1 Tbs. dried bee balm leaves, crushed
1 tsp. Dried marshmallow root cut fine or powdered.


Jewelweed Skin Rub and Poison Ivy Antidote

You can easily tincture common plants in vinegar solutions,
which work better on young skin because they are milder
than those made with alcohol. These tinctures can help
soothe a variety of everyday problems from insect bites to rashes.

Our common jewelweed has fungicidal value, making it useful for treating
ringworm and other fungal skin infections.
It is also a valuable antidote for poison ivy, especially if you rub it on the
skin as soon as possible after contact with the plant.
It is more effective if you apply it when it is cool.
You may also substitute yellow dock leaves and roots for the jewelweed.

You can add this tincture to a food or tub bath to cool and soothe heat rash,
sunburn, chickenpox, and other skin irritations.
It also helps athlete's foot, tired feet or sprains.

Because this tincture is made without preservatives or alcohol,
it does not have a long shelf life. After about 6 mos.
Or so, discard it and make a fresh supply. It will last a bit longer
if you keep if refrigerated or in a cool place.
Remember to make a fresh batch to last through
the winter before the first killing autumn frost.

Fill a sterile 8-ounce jar with freshly picked, clean jewelweed plants
(blossoms, leaves, stems, everything but the roots)
Press the plant material down until the jar is full.
Cover the plants with good apple cider vinegar or white vinegar.
Cover tightly and shake gently. Label and date the jar. You can use this tincture
immediately, but it is better to let it rest in a dark,
cool place for a week to ten days. After straining, it is ready for use.
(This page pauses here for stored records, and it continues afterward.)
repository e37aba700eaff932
//! HTTP middleware for request processing and protection.
//!
//! Provides rate limiting and observability middleware.

pub mod rate_limit;
pub mod tracing;
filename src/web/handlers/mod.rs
//! HTML rendering handlers for the portal pages.

mod catalog;
mod detail;
mod feed;
mod home;
mod not_found;
mod pages;

pub use catalog::{CatalogQuery, catalog_handler};
pub use detail::detail_handler;
pub use feed::{FeedResponse, feed_close_handler, feed_next_handler, feed_reset_handler};
pub use home::{HOME_CARD_LIMIT, home_handler};
pub use not_found::{not_found_handler, not_found_page};
pub use pages::{about_handler, privacy_handler};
Sassafras Squish Topical Insect Repellent

This recipe enhances the insecticidal properties of sassafras,
a common native plant. Sassafras is an Algonquian word meaning "green twig".
Sassafras twigs used as chew sticks revive the mouth and massage the gums;
they also make delicious toothbrushes.

Since this insecticide is made without preservatives,
it is best to make it frequently in small amounts and use it up.
If refrigerated, it will last 3-7 days. Discard it if it appears moldy.

Crush 6 fresh sassafras leaves in a small clean bowl with a charcoal tablet.
DO NOT USE CHARCOAL BRIQUETTES.) If you want, you can substitute a
small, clean piece of charred wood from the fireplace for the charcoal.
Bind the ingredients together with one or two Tbs. Of vegetable oil.

Dot the mixture on your forehead, nose, and around the mouth and ears and rub gently.
Allow it to sit on the skin. This natural, homemade insecticide
should be reapplied frequently. The ingredients are nonstaining and
will wash out readily if they get onto your clothes.
Variation: Substitute the leaves of our native bee balm, jewelweed,
sweet fern, or the garden mints such as peppermint and spearmint.